You realize I still don't plan to see this thing, right?

Post apocalyptic martial arts movies featuring CGI main characters aren't for everyone — I admit it. But if you have an open mind, I'm positive you'll at least enjoy it. Is it Schindler's List? No. But it is better than 90% of the crap that Hollywood shovels down our throats every year. Give it a shot and you'll be impressed.

In the end I find that I have to give Cameron's and Rodriguez's Alita: Battle Angel movie an "A-". It was a very entertaining and beautifully-made movie with a complicated back story and a ton of amazing action. Unless you're the kind of person who looked at that newest awful rom-com and said "that looks SOOOOO much better than cyborgs using martial arts to kill each other," then I think you'll enjoy it too.


DOCTOR DAVE

I once found a human head and torso in a trash heap. And I even stitched it together with a body I found somewhere and brought it all to life. But my creation was not a wide-eyed cutie-pie who could kill anyone and anything she bumped into with her bare hands. Instead, my "human head on a pitbull body" just tried to break into my cupboard to get to my beef jerky, and then it tried to kill itself by constantly starting my car and sucking on its tailpipe, or by calling the police and swearing that it had a gun and hostages in order to get shot by a SWAT Team sniper.

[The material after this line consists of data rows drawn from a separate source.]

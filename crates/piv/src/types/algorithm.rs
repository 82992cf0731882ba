use derive_more::Display;

use crate::{Error, Result};

/// Symmetric algorithm of the management key
#[derive(Debug, Clone, Copy, PartialEq, Eq, Hash, Display)]
pub enum ManagementKeyAlgorithm {
    /// Three-key TripleDES
    #[display("3DES")]
    TripleDes,
    /// AES with a 16 byte key
    #[display("AES-128")]
    Aes128,
    /// AES with a 24 byte key
    #[display("AES-192")]
    Aes192,
    /// AES with a 32 byte key
    #[display("AES-256")]
    Aes256,
}

impl ManagementKeyAlgorithm {
    /// Algorithm identifier used in GENERAL AUTHENTICATE and SET MANAGEMENT KEY
    pub const fn id(self) -> u8 {
        match self {
            Self::TripleDes => 0x03,
            Self::Aes128 => 0x08,
            Self::Aes192 => 0x0A,
            Self::Aes256 => 0x0C,
        }
    }

    /// Parse an algorithm identifier
    pub fn from_id(id: u8) -> Result<Self> {
        match id {
            0x03 => Ok(Self::TripleDes),
            0x08 => Ok(Self::Aes128),
            0x0A => Ok(Self::Aes192),
            0x0C => Ok(Self::Aes256),
            _ => Err(Error::ProtocolViolation("unknown management key algorithm")),
        }
    }

    /// Key length in bytes
    pub const fn key_len(self) -> usize {
        match self {
            Self::TripleDes | Self::Aes192 => 24,
            Self::Aes128 => 16,
            Self::Aes256 => 32,
        }
    }

    /// Cipher block length, which is also the challenge length
    pub const fn block_len(self) -> usize {
        match self {
            Self::TripleDes => 8,
            _ => 16,
        }
    }

    /// Any of the AES variants
    pub const fn is_aes(self) -> bool {
        !matches!(self, Self::TripleDes)
    }
}

/// Asymmetric key type held in a slot
#[derive(Debug, Clone, Copy, PartialEq, Eq, Hash, Display)]
pub enum KeyType {
    /// RSA with a 1024 bit modulus
    #[display("RSA-1024")]
    Rsa1024,
    /// RSA with a 2048 bit modulus
    #[display("RSA-2048")]
    Rsa2048,
    /// RSA with a 3072 bit modulus
    #[display("RSA-3072")]
    Rsa3072,
    /// RSA with a 4096 bit modulus
    #[display("RSA-4096")]
    Rsa4096,
    /// ECDSA and ECDH on P-256
    #[display("ECC-P256")]
    EccP256,
    /// ECDSA and ECDH on P-384
    #[display("ECC-P384")]
    EccP384,
    /// EdDSA signing key
    #[display("Ed25519")]
    Ed25519,
    /// Curve25519 agreement key
    #[display("X25519")]
    X25519,
}

/// Key families that can take part in the same operation
#[derive(Debug, Clone, Copy, PartialEq, Eq)]
pub enum KeyFamily {
    /// Any RSA size
    Rsa,
    /// P-256
    EccP256,
    /// P-384
    EccP384,
    /// Ed25519
    Ed25519,
    /// X25519
    X25519,
}

impl KeyType {
    /// Algorithm identifier used in generate, import, sign and metadata
    pub const fn id(self) -> u8 {
        match self {
            Self::Rsa1024 => 0x06,
            Self::Rsa2048 => 0x07,
            Self::Rsa3072 => 0x05,
            Self::Rsa4096 => 0x16,
            Self::EccP256 => 0x11,
            Self::EccP384 => 0x14,
            Self::Ed25519 => 0xE0,
            Self::X25519 => 0xE1,
        }
    }

    /// Parse an algorithm identifier
    pub fn from_id(id: u8) -> Result<Self> {
        match id {
            0x06 => Ok(Self::Rsa1024),
            0x07 => Ok(Self::Rsa2048),
            0x05 => Ok(Self::Rsa3072),
            0x16 => Ok(Self::Rsa4096),
            0x11 => Ok(Self::EccP256),
            0x14 => Ok(Self::EccP384),
            0xE0 => Ok(Self::Ed25519),
            0xE1 => Ok(Self::X25519),
            _ => Err(Error::ProtocolViolation("unknown key algorithm")),
        }
    }

    /// Family of the key type
    pub const fn family(self) -> KeyFamily {
        match self {
            Self::Rsa1024 | Self::Rsa2048 | Self::Rsa3072 | Self::Rsa4096 => KeyFamily::Rsa,
            Self::EccP256 => KeyFamily::EccP256,
            Self::EccP384 => KeyFamily::EccP384,
            Self::Ed25519 => KeyFamily::Ed25519,
            Self::X25519 => KeyFamily::X25519,
        }
    }

    /// Any of the RSA sizes
    pub const fn is_rsa(self) -> bool {
        matches!(self.family(), KeyFamily::Rsa)
    }

    /// Length in bytes of the modulus (RSA) or of a field element / private scalar
    pub const fn size(self) -> usize {
        match self {
            Self::Rsa1024 => 128,
            Self::Rsa2048 => 256,
            Self::Rsa3072 => 384,
            Self::Rsa4096 => 512,
            Self::EccP256 | Self::Ed25519 | Self::X25519 => 32,
            Self::EccP384 => 48,
        }
    }

    /// Whether the private key can sign
    pub const fn can_sign(self) -> bool {
        !matches!(self, Self::X25519)
    }

    /// Whether the private key can take part in key agreement
    pub const fn can_agree(self) -> bool {
        matches!(self, Self::EccP256 | Self::EccP384 | Self::X25519)
    }
}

In the end, Bitey McRabies led a short and fairly famous life after I rented him out to the special effects crew of that John Carpenter movie The Thing. Bitey had fun as one of the "between stages" of the alien in that movie morphing from a dog to a human, but in order to save a few bucks the film crew actually set him on fire for his character's demise. All I got out of it was a free ticket to the film's debut. I got to meet Farrah Fawcett at that premier though, so that was nice.

This movie was fairly entertaining, but I must admit that I'm a bit jealous of those who can stitch together living tissue with cold machinery. I've let my skills in that scientific area lapse, I'm ashamed to say. Maybe I'll take a couple of courses on Human-Cyborgian creation at the local community college.


CARLY

I liked it until I found out it was an anime first. The Rossman is ALWAYS pushing this kind of garbage on me! He'll trick me into watching or reading something, I'll like it, and then he'll be like, "Surprise, mothafucka! It's really an adaption of a Japanese anime!" Or a comic book. Or a video game. Or a Japanese movie. Or whatever else. Why can't he like anything that didn't originate from fucking Japan?

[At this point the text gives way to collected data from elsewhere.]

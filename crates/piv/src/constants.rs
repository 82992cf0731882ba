/// PIV application identifier (NIST SP 800-73-4)
pub const PIV_AID: &[u8] = b"\xA0\x00\x00\x03\x08";

/// Class byte for every PIV command
pub const CLA: u8 = 0x00;

/// Default PIN on a factory-fresh token
pub const DEFAULT_PIN: &[u8] = b"123456";
/// Default PUK on a factory-fresh token
pub const DEFAULT_PUK: &[u8] = b"12345678";
/// Retry count PIN and PUK start with
pub const DEFAULT_RETRY_COUNT: u8 = 3;

/// Default management key value shared by TripleDES and AES-192
pub const DEFAULT_MANAGEMENT_KEY: [u8; 24] = [
    0x01, 0x02, 0x03, 0x04, 0x05, 0x06, 0x07, 0x08, //
    0x01, 0x02, 0x03, 0x04, 0x05, 0x06, 0x07, 0x08, //
    0x01, 0x02, 0x03, 0x04, 0x05, 0x06, 0x07, 0x08,
];

/// PIN and PUK are padded with this byte to eight bytes
pub const PIN_PADDING: u8 = 0xFF;
/// Padded length of a PIN or PUK on the wire
pub const PIN_PADDED_LEN: usize = 8;
/// Shortest PIN or PUK accepted
pub const PIN_MIN_LEN: usize = 6;

/// Salt length stored in the admin data object
pub const PIN_DERIVATION_SALT_LEN: usize = 16;
/// Default PBKDF2 iteration count for PIN-derived management keys
pub const PIN_DERIVATION_ITERATIONS: u32 = 10_000;

pub mod ins {
    //! Instruction bytes

    /// VERIFY
    pub const VERIFY: u8 = 0x20;
    /// CHANGE REFERENCE DATA
    pub const CHANGE_REFERENCE: u8 = 0x24;
    /// RESET RETRY COUNTER
    pub const RESET_RETRY_COUNTER: u8 = 0x2C;
    /// GENERATE ASYMMETRIC KEY PAIR
    pub const GENERATE_ASYMMETRIC: u8 = 0x47;
    /// GENERAL AUTHENTICATE
    pub const GENERAL_AUTHENTICATE: u8 = 0x87;
    /// SELECT
    pub const SELECT: u8 = 0xA4;
    /// GET RESPONSE
    pub const GET_RESPONSE: u8 = 0xC0;
    /// GET DATA
    pub const GET_DATA: u8 = 0xCB;
    /// PUT DATA
    pub const PUT_DATA: u8 = 0xDB;

    // Vendor extensions
    /// GET METADATA
    pub const GET_METADATA: u8 = 0xF7;
    /// GET SERIAL
    pub const GET_SERIAL: u8 = 0xF8;
    /// ATTEST
    pub const ATTEST: u8 = 0xF9;
    /// SET PIN RETRIES
    pub const SET_PIN_RETRIES: u8 = 0xFA;
    /// RESET application
    pub const RESET: u8 = 0xFB;
    /// GET VERSION
    pub const GET_VERSION: u8 = 0xFD;
    /// IMPORT ASYMMETRIC KEY
    pub const IMPORT_KEY: u8 = 0xFE;
    /// SET MANAGEMENT KEY
    pub const SET_MANAGEMENT_KEY: u8 = 0xFF;
}

pub mod key_reference {
    //! P2 references for VERIFY, CHANGE REFERENCE and metadata

    /// PIV application PIN
    pub const PIN: u8 = 0x80;
    /// PIN unblocking key
    pub const PUK: u8 = 0x81;
    /// Card management key
    pub const MANAGEMENT_KEY: u8 = 0x9B;
}

pub mod tags {
    //! BER-TLV tags used in PIV command and response data

    /// Dynamic authentication template
    pub const DYNAMIC_AUTH: u8 = 0x7C;
    /// Witness inside the authentication template
    pub const AUTH_WITNESS: u8 = 0x80;
    /// Challenge inside the authentication template
    pub const AUTH_CHALLENGE: u8 = 0x81;
    /// Response inside the authentication template
    pub const AUTH_RESPONSE: u8 = 0x82;
    /// Exponentiation (key agreement) inside the authentication template
    pub const AUTH_EXPONENTIATION: u8 = 0x85;

    /// Object identifier list in GET/PUT DATA
    pub const OBJECT_ID: u8 = 0x5C;
    /// Object value wrapper in GET/PUT DATA
    pub const OBJECT_DATA: u8 = 0x53;

    /// Generation control template
    pub const GENERATE_TEMPLATE: u8 = 0xAC;
    /// Algorithm inside the generation template
    pub const ALGORITHM: u8 = 0x80;
    /// PIN policy in generate and import data
    pub const PIN_POLICY: u8 = 0xAA;
    /// Touch policy in generate and import data
    pub const TOUCH_POLICY: u8 = 0xAB;

    /// Public key template (two byte tag 7F49)
    pub const PUBLIC_KEY_TEMPLATE: [u8; 2] = [0x7F, 0x49];
    /// RSA modulus inside the public key template
    pub const RSA_MODULUS: u8 = 0x81;
    /// RSA public exponent inside the public key template
    pub const RSA_EXPONENT: u8 = 0x82;
    /// EC point inside the public key template
    pub const EC_POINT: u8 = 0x86;

    /// Certificate inside a certificate object
    pub const CERTIFICATE: u8 = 0x70;
    /// Certificate info byte (compression) inside a certificate object
    pub const CERT_INFO: u8 = 0x71;
    /// Error detection code closing a certificate object
    pub const LRC: u8 = 0xFE;

    /// Admin data template
    pub const ADMIN_DATA: u8 = 0x80;
    /// Admin data flags byte
    pub const ADMIN_FLAGS: u8 = 0x81;
    /// Admin data PBKDF2 salt
    pub const ADMIN_SALT: u8 = 0x82;
    /// Admin data PIN change timestamp
    pub const ADMIN_TIMESTAMP: u8 = 0x83;

    /// Printed data template
    pub const PRINTED_DATA: u8 = 0x88;
    /// Management key inside printed data
    pub const PRINTED_MANAGEMENT_KEY: u8 = 0x89;

    /// Metadata: algorithm
    pub const METADATA_ALGORITHM: u8 = 0x01;
    /// Metadata: PIN and touch policy
    pub const METADATA_POLICY: u8 = 0x02;
    /// Metadata: key origin
    pub const METADATA_ORIGIN: u8 = 0x03;
    /// Metadata: public key
    pub const METADATA_PUBLIC_KEY: u8 = 0x04;
    /// Metadata: credential still has its default value
    pub const METADATA_IS_DEFAULT: u8 = 0x05;
    /// Metadata: total and remaining retries
    pub const METADATA_RETRIES: u8 = 0x06;

    /// Private key import: RSA prime p
    pub const IMPORT_RSA_P: u8 = 0x01;
    /// Private key import: RSA prime q
    pub const IMPORT_RSA_Q: u8 = 0x02;
    /// Private key import: RSA d mod (p - 1)
    pub const IMPORT_RSA_DP: u8 = 0x03;
    /// Private key import: RSA d mod (q - 1)
    pub const IMPORT_RSA_DQ: u8 = 0x04;
    /// Private key import: RSA q^-1 mod p
    pub const IMPORT_RSA_QINV: u8 = 0x05;
    /// Private key import: EC private scalar
    pub const IMPORT_EC_PRIVATE: u8 = 0x06;
    /// Private key import: Ed25519 seed
    pub const IMPORT_ED25519: u8 = 0x07;
    /// Private key import: X25519 scalar
    pub const IMPORT_X25519: u8 = 0x08;
}

pub mod objects {
    //! Data object identifiers

    /// Card holder unique identifier
    pub const CHUID: u32 = 0x5F_C102;
    /// Card capability container
    pub const CAPABILITY: u32 = 0x5F_C107;
    /// Printed information, holds the PIN-protected management key
    pub const PRINTED: u32 = 0x5F_C109;
    /// Vendor admin data, holds PIN-only mode flags and salt
    pub const ADMIN_DATA: u32 = 0x5F_FF00;
    /// Key history object
    pub const KEY_HISTORY: u32 = 0x5F_C10C;
}

/// Admin data flag: PUK is blocked on purpose
pub const ADMIN_FLAG_PUK_BLOCKED: u8 = 0x01;
/// Admin data flag: management key is stored in printed data
pub const ADMIN_FLAG_MGMT_KEY_PROTECTED: u8 = 0x02;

Before I found out that this weird movie was based on some Japanese shit first, I loved the violence and action of it! The chick with the huge eyes was weird, but once she got that upgraded body she was a little hotter. Oh, and that one chick from Labyrinth was in this thing! She still looked good for like a 50 year-old.

If I'm able to block out the fact that Wee-a-boo Rossman only watched this thing 'cause it's a remake of an old anime, I'd give it a thumb up! But since I can't, and I think that all this garbage from Japan is soooo stupid, I really have to give it a thumb down.